If you live in Tokens Studio, the Tokens Studio Tree Inspector remains useful for the Tokens Studio docs workflow specifically. For native Figma Variables setups, Atomize covers more property categories in one pass and is the only one in the list that exports both JSON and XLSX. Pair it with a token export step from your Figma plugin workflow to close the loop into code.

Best practices for keeping coverage high

Running the scan once is satisfying. Running it on a cadence is what changes behavior. Treat token coverage like test coverage: not a number to chase to 100%, but a signal that flags regressions early. The teams who get the most out of this also tend to follow the broader design system best practices that keep their Variables structure healthy in the first place.

Run it on every release branch

Before publishing a new library version, run a File-scope scan and resolve the high-impact categories first - colors, then padding and gap, then typography. Effects and opacity tend to produce the most intentional one-offs and are good candidates for a Skip pass rather than a fix pass.

Scope by component, not by page

When designers are mid-iteration, a Page scan can be too noisy because work-in-progress frames pollute the report. Selection scope on the active component gives you a faster feedback loop and respects the fact that exploration always involves some hardcoded values that will be normalized later.

Limitations to know before you scan

• Gradients are reported as gradient-{type} rather than a hex, so the suggested-token match falls back to manual review for gradient fills.
• Effects are checked at the style-binding level, not per shadow property, so a partially bound shadow may still be flagged as untokenized.
• Spacing inside groups named icon or banner is intentionally skipped to avoid false positives on internal vector layouts.
• The scanner walks at most 100 levels deep - extreme nesting beyond that is rare in practice but worth knowing.
• Auto-binding from the report is not exposed in the current UI; the report points at suggestions, you do the bind in Figma's variable picker.

These constraints reflect the underlying Figma APIs more than product decisions. The Figma Plugin API exposes some bindings as styles and others as direct variables, and a scanner has to be cautious about which it can confidently classify.
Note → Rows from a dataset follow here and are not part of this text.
//! Poller: retry a predicate until it passes, holds, or times out.
//!
//! Predicates report failure through `Err`. On timeout the poller rejects with
//! the last failure it observed rather than a generic timeout error, so the
//! caller sees the assertion that was still failing.
//!
//! With a stability window (`remains`) the predicate must keep passing for a
//! continuous trailing window before the poll resolves. A failure inside the
//! window restarts the window; it does not restart the overall timeout.
//! In fail-fast mode (used by `always`) the first failure rejects at once.

use crate::config::PollConfig;
use std::future::{ready, Future};
use std::time::Duration;
use tokio::time::{sleep, Instant};

/// Report of a successful poll
#[derive(Debug, Clone, PartialEq, Eq)]
pub struct PollOutcome<T> {
    /// Value returned by the passing predicate invocation
    pub value: T,
    /// Number of predicate invocations
    pub attempts: usize,
    /// Time from the first invocation to resolution
    pub elapsed: Duration,
}

/// Poll an asynchronous predicate.
///
/// # Errors
///
/// Returns the last failure once the timeout elapses with a failure observed
/// (either the predicate never passed, or the stability window was broken).
pub async fn poll_async<T, E, F, Fut>(
    mut predicate: F,
    config: PollConfig,
) -> Result<PollOutcome<T>, E>
where
    F: FnMut() -> Fut,
    Fut: Future<Output = Result<T, E>>,
{
    let start = Instant::now();
    let mut attempts = 0;
    let mut window_start: Option<Instant> = None;
    let mut last_failure: Option<E> = None;

    loop {
        attempts += 1;

        match predicate().await {
            Ok(value) => {
                let now = Instant::now();
                let since = *window_start.get_or_insert(now);
                if now.duration_since(since) >= config.remains {
                    tracing::trace!(attempts, "poll converged");
                    return Ok(PollOutcome {
                        value,
                        attempts,
                        elapsed: start.elapsed(),
                    });
                }
            }
            Err(err) => {
                if config.fail_fast {
                    tracing::debug!(attempts, "poll rejected on first failure");
                    return Err(err);
                }
                window_start = None;
                last_failure = Some(err);
            }
        }

        if let Some(timeout) = config.timeout {
            if start.elapsed() >= timeout {
                if let Some(err) = last_failure.take() {
                    tracing::debug!(
                        attempts,
                        timeout_ms = timeout.as_millis() as u64,
                        "poll timed out"
                    );
                    return Err(err);
                }
            }
        }

        sleep(config.interval).await;
    }
}

/// Poll a synchronous predicate, reporting attempts and elapsed time.
///
/// # Errors
///
/// See [`poll_async`].
pub async fn poll<T, E, F>(mut predicate: F, config: PollConfig) -> Result<PollOutcome<T>, E>
where
    F: FnMut() -> Result<T, E>,
{
    poll_async(move || ready(predicate()), config).await
}

/// Resolve with the predicate's value once it passes.
///
/// ```ignore
/// let mut count = 0;
/// when(
///     || { count += 1; if count > 9 { Ok(count) } else { Err("too low") } },
///     PollConfig::new(Duration::from_millis(80)).with_interval(Duration::from_millis(3)),
/// )
/// .await?;
/// ```
///
/// # Errors
///
/// See [`poll_async`].
pub async fn when<T, E, F>(predicate: F, config: PollConfig) -> Result<T, E>
where
    F: FnMut() -> Result<T, E>,
{
    poll(predicate, config).await.map(|outcome| outcome.value)
}

/// Asynchronous form of [`when`].
///
/// # Errors
///
/// See [`poll_async`].
pub async fn when_async<T, E, F, Fut>(predicate: F, config: PollConfig) -> Result<T, E>
where
    F: FnMut() -> Fut,
    Fut: Future<Output = Result<T, E>>,
{
    poll_async(predicate, config)
        .await
        .map(|outcome| outcome.value)
}

/// Require the predicate to hold for the whole of `duration`.
///
/// The window doubles as the timeout and any failure inside it rejects at
/// once with that failure.
///
/// # Errors
///
/// See [`poll_async`].
pub async fn always<T, E, F>(predicate: F, duration: Duration, interval: Duration) -> Result<T, E>
where
    F: FnMut() -> Result<T, E>,
{
    let config = PollConfig::default()
        .with_timeout(duration)
        .with_interval(interval)
        .with_remains(duration)
        .with_fail_fast(true);
    when(predicate, config).await
}
//! In-memory document backing [`ElementAccess`].
//!
//! Nodes live in an arena indexed by [`NodeId`]. Removing a node only unlinks
//! it from its parent, so handles to detached subtrees stay valid and can be
//! re-attached later.

use super::css::CssSelector;
use super::html;
use super::xpath::XPathExpr;
use super::{DomEvent, ElementAccess, ElementSnapshot, NodeId, Query};
use crate::result::{InteractorError, InteractorResult};
use std::collections::{BTreeMap, HashSet};
use std::sync::{PoisonError, RwLock, RwLockReadGuard, RwLockWriteGuard};

#[derive(Debug, Clone)]
pub(crate) struct ElementData {
    pub(crate) tag: String,
    pub(crate) attrs: BTreeMap<String, String>,
    pub(crate) value: String,
    pub(crate) checked: bool,
    pub(crate) disabled: bool,
}

impl ElementData {
    pub(crate) fn new(tag: &str, attrs: BTreeMap<String, String>) -> Self {
        Self {
            tag: tag.to_ascii_lowercase(),
            value: attrs.get("value").cloned().unwrap_or_default(),
            checked: attrs.contains_key("checked"),
            disabled: attrs.contains_key("disabled"),
            attrs,
        }
    }

    pub(crate) fn attr(&self, name: &str) -> Option<&str> {
        self.attrs.get(name).map(String::as_str)
    }

    fn is_toggle(&self) -> bool {
        self.tag == "input" && matches!(self.attr("type"), Some("checkbox" | "radio"))
    }
}

#[derive(Debug, Clone)]
enum NodeKind {
    Document,
    Element(ElementData),
    Text(String),
}

#[derive(Debug, Clone)]
struct Node {
    parent: Option<NodeId>,
    children: Vec<NodeId>,
    kind: NodeKind,
}

/// Arena of nodes plus focus and event bookkeeping
#[derive(Debug, Clone)]
pub(crate) struct Tree {
    nodes: Vec<Node>,
    active: Option<NodeId>,
    events: Vec<(NodeId, DomEvent)>,
}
The official Figma Variables documentation is the most reliable reference if you want to know exactly which property exposes which binding shape.

Where this fits in a token-driven workflow

Find Untokenized Values is one half of the maintenance loop. The other half is the export side - moving Variables out to code as DTCG JSON, CSS custom properties, or TypeScript constants - which is why teams who run the scanner consistently usually pair it with a design-to-code parity workflow. The W3C Design Tokens Community Group has been standardizing the file format for that exchange in the DTCG specification, and reference systems like Material Design Tokens and build tools like Style Dictionary show the full pipeline end to end. The audit ensures the design side actually conforms to the contract before it reaches code.

Final verdict - Find Untokenized Values

Token coverage is not measurable by inspection - drift hides in properties that look correct on the canvas. Find Untokenized Values takes the guesswork out of design-system maintenance: it walks the node tree, verifies binding through boundVariables, names the token you probably wanted, and exports the result so the cleanup can move into a real ticketing flow. Run it before every library release and treat the report as a regression signal, not a moral judgment on the team.